There are also some strange passages, for example where Simpson suggests that
Hilbert could have profited from examining Aristotle's distinction between
potential and actual infinities. It is strange because Simpson does not say
_how_ Hilbert's finitism would have benefited from this distinction, although
it is certainly a historically important one. Hilbert's immediate influence in
this regard was Cantor, who essentially rebelled against the dogma of his day
which held strongly to the Aristotelian line (albeit with exceptions; for
examples see [1]).

Cantor's set theory treated infinite collections as 'completed' infinities
which could be studied and manipulated mathematically just as finite objects
can be. However, in a sense he merely tweaked Aristotle's doctrine, pushing
allowable cardinalities far into the transfinite, but stating that 'absolute'
infinity (such as the mathematical universe as a whole) was unattainable.
Michael Hallett's book _Cantorian Set Theory and Limitation of Size_ contains
a good exposition of Cantor's position.
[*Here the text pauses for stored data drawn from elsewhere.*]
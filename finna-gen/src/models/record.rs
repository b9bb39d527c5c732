//! Bibliographic record types

use serde::{Deserialize, Serialize};

/// Metadata for one identifier as returned by the lookup service
///
/// Every field is optional or possibly empty: a record missing its publisher
/// is still usable.
#[derive(Debug, Clone, Default, PartialEq, Serialize, Deserialize)]
pub struct RawRecord {
    /// Lookup service's internal record ID
    pub internal_id: String,
    pub title: Option<String>,
    /// Author strings, e.g. `"Leary, Timothy Francis, 1920-1996, kirjoittaja"`
    pub authors: Vec<String>,
    /// Hierarchical genre (YKL) classification codes
    pub genre_codes: Vec<String>,
    /// Subject groups; each group is an ordered list of topic phrases
    pub subjects: Vec<Vec<String>>,
    pub publishers: Vec<String>,
    pub publication_dates: Vec<String>,
    pub languages: Vec<String>,
    pub summary: Option<String>,
}

impl RawRecord {
    /// First listed publisher, if any
    pub fn publisher(&self) -> Option<&str> {
        self.publishers.first().map(String::as_str)
    }

    /// First listed publication date, used as the release year
    pub fn release_year(&self) -> Option<&str> {
        self.publication_dates.first().map(String::as_str)
    }
}

/// A book awaiting processing
#[derive(Debug, Clone, PartialEq)]
pub enum BookEntry {
    /// Identifier resolved to a full record
    Resolved { identifier: String, record: RawRecord },
    /// Placeholder carrying only the identifier (offline runs)
    Pending { identifier: String },
}

impl BookEntry {
    pub fn identifier(&self) -> &str {
        match self {
            Self::Resolved { identifier, .. } | Self::Pending { identifier } => identifier,
        }
    }

    pub fn record(&self) -> Option<&RawRecord> {
        match self {
            Self::Resolved { record, .. } => Some(record),
            Self::Pending { .. } => None,
        }
    }
}
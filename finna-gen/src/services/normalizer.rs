//! Turns raw record text into entity-store keys
//!
//! All functions are pure.

use crate::models::RawRecord;
use regex::Regex;
use std::sync::OnceLock;

/// Role annotation the catalogue appends to author strings ("author")
pub const ROLE_KEYWORD: &str = "kirjoittaja";

/// `Surname, Given[, birth[-death]]`
///
/// - `^([^,]+,[^,]+)`: name, the first two comma-separated segments
/// - `(?:,\s*([0-9]{1,4})`: optional birth year after a third comma
/// - `(?:-([0-9]{1,4}))?)?`: optional death year right after a hyphen
const AUTHOR_PATTERN: &str = r"^([^,]+,[^,]+)(?:,\s*([0-9]{1,4})(?:-([0-9]{1,4}))?)?";

fn author_regex() -> &'static Regex {
    static RE: OnceLock<Regex> = OnceLock::new();
    RE.get_or_init(|| Regex::new(AUTHOR_PATTERN).expect("author pattern is valid"))
}

fn role_regex() -> &'static Regex {
    static RE: OnceLock<Regex> = OnceLock::new();
    RE.get_or_init(|| {
        Regex::new(&format!("(?i){}", regex::escape(ROLE_KEYWORD))).expect("role pattern is valid")
    })
}

/// Parsed author string
#[derive(Debug, Clone, PartialEq, Eq)]
pub struct AuthorName {
    pub name: String,
    pub birth_year: Option<String>,
    pub death_year: Option<String>,
}

/// Split an author string into name and optional life years
///
/// When the pattern does not match, the whole string is the name. The role
/// keyword is removed from the name in either case.
pub fn parse_author(entry: &str) -> AuthorName {
    let (name, birth_year, death_year) = match author_regex().captures(entry) {
        Some(caps) => {
            let name = caps.get(1).map_or(entry, |m| m.as_str()).trim();
            let birth = caps.get(2).map(|m| m.as_str().trim().to_string());
            let death = birth
                .as_ref()
                .and(caps.get(3))
                .map(|m| m.as_str().trim().to_string());
            (name, birth, death)
        }
        None => (entry, None, None),
    };

    AuthorName {
        name: role_regex().replace_all(name, "").trim().to_string(),
        birth_year,
        death_year,
    }
}

/// Strip semicolons and trailing whitespace
pub fn sanitize(entry: &str) -> String {
    entry.replace(';', "").trim_end().to_string()
}

/// Author names ready for the author table, empty names dropped
pub fn author_keys(record: &RawRecord) -> Vec<AuthorName> {
    record
        .authors
        .iter()
        .map(|raw| {
            let mut author = parse_author(raw);
            author.name = sanitize(&author.name);
            author
        })
        .filter(|author| !author.name.is_empty())
        .collect()
}

/// First publisher, sanitised
pub fn publisher_key(record: &RawRecord) -> Option<String> {
    record
        .publisher()
        .map(sanitize)
        .filter(|name| !name.is_empty())
}

/// Every phrase of every subject group as its own topic
///
/// Commas inside a phrase are removed, not treated as delimiters.
pub fn topic_keys(record: &RawRecord) -> Vec<String> {
    record
        .subjects
        .iter()
        .flatten()
        .map(|phrase| sanitize(&phrase.replace(',', "")))
        .filter(|topic| !topic.is_empty())
        .collect()
}

/// Genre codes, or the unknown-genre description when there are none
pub fn genre_keys(record: &RawRecord, unknown_genre: &str) -> Vec<String> {
    let codes: Vec<String> = record
        .genre_codes
        .iter()
        .map(|code| sanitize(code).trim().to_string())
        .filter(|code| !code.is_empty())
        .collect();

    if codes.is_empty() {
        vec![unknown_genre.to_string()]
    } else {
        codes
    }
}
//! Genre (YKL) classification table
//!
//! The genre vocabulary is a closed hierarchy maintained out-of-band
//! (`30` → `30.1` → `30.11`), so genre keys are the codes themselves and a
//! lookup miss returns the unknown sentinel instead of minting a new entry.

use super::line::{index_key, parse_lines};
use super::EntityKind;
use crate::error::StoreError;
use std::collections::HashMap;
use std::fmt;
use std::io::ErrorKind;
use std::path::{Path, PathBuf};
use tracing::{debug, info, warn};

/// Key rendered for an unclassified genre
pub const UNKNOWN_GENRE_KEY: &str = "-1";

/// Resolved genre key
#[derive(Debug, Clone, PartialEq, Eq, Hash)]
pub enum GenreKey {
    /// Code as it appears in the genre file
    Known(String),
    /// Sentinel for a code not in the vocabulary
    Unknown,
}

impl GenreKey {
    pub fn as_str(&self) -> &str {
        match self {
            Self::Known(code) => code,
            Self::Unknown => UNKNOWN_GENRE_KEY,
        }
    }

    pub fn is_unknown(&self) -> bool {
        matches!(self, Self::Unknown)
    }
}

impl fmt::Display for GenreKey {
    fn fmt(&self, f: &mut fmt::Formatter<'_>) -> fmt::Result {
        f.write_str(self.as_str())
    }
}

/// Read-only `code|description` table
#[derive(Debug)]
pub struct GenreTable {
    path: PathBuf,
    /// Lowercased code → code as written on file
    codes: HashMap<String, String>,
    descriptions: HashMap<String, String>,
}

impl GenreTable {
    pub async fn open(path: impl Into<PathBuf>) -> Result<Self, StoreError> {
        let path = path.into();
        let mut codes = HashMap::new();
        let mut descriptions = HashMap::new();

        match tokio::fs::read_to_string(&path).await {
            Ok(content) => {
                for (_, line) in parse_lines(&content) {
                    let key = index_key(line.key);
                    if codes.contains_key(&key) {
                        continue;
                    }
                    codes.insert(key.clone(), line.key.to_string());
                    descriptions.insert(key, line.name.trim().to_string());
                }
            }
            Err(e) if e.kind() == ErrorKind::NotFound => {
                warn!(
                    path = %path.display(),
                    "Genre file absent, every genre will resolve to the unknown sentinel"
                );
            }
            Err(e) => return Err(StoreError::io(&path, e)),
        }

        info!(kind = %EntityKind::Genre, entries = codes.len(), "Genre table loaded");

        Ok(Self {
            path,
            codes,
            descriptions,
        })
    }

    pub fn path(&self) -> &Path {
        &self.path
    }

    pub fn len(&self) -> usize {
        self.codes.len()
    }

    pub fn is_empty(&self) -> bool {
        self.codes.is_empty()
    }

    /// Exact (case-insensitive) code match, or [`GenreKey::Unknown`]
    pub fn resolve_genre(&self, code: &str) -> GenreKey {
        match self.codes.get(&index_key(code.trim())) {
            Some(code) => GenreKey::Known(code.clone()),
            None => {
                debug!(code = %code, "Genre code not in vocabulary");
                GenreKey::Unknown
            }
        }
    }

    pub fn description(&self, code: &str) -> Option<&str> {
        self.descriptions
            .get(&index_key(code.trim()))
            .map(String::as_str)
    }
}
A lecture on Cantor's philosophy was
given last year at Bristol University by Leon Horsten, which you can download
as an mp3. [2]

[1] <http://plato.stanford.edu/entries/settheory-early/>

[2]
[http://www.bris.ac.uk/philosophy/podcasts_html/Cantor_by_Leo...](http://www.bris.ac.uk/philosophy/podcasts_html/Cantor_by_Leon_Horsten.mp3)

------
RiderOfGiraffes
I've put this link in a web page and pointed you at that rather than
submitting the PDF URL diectly, because I refuse to submit a PDF as a link,
knowing that it would get scribd'd.

(edited for clarity)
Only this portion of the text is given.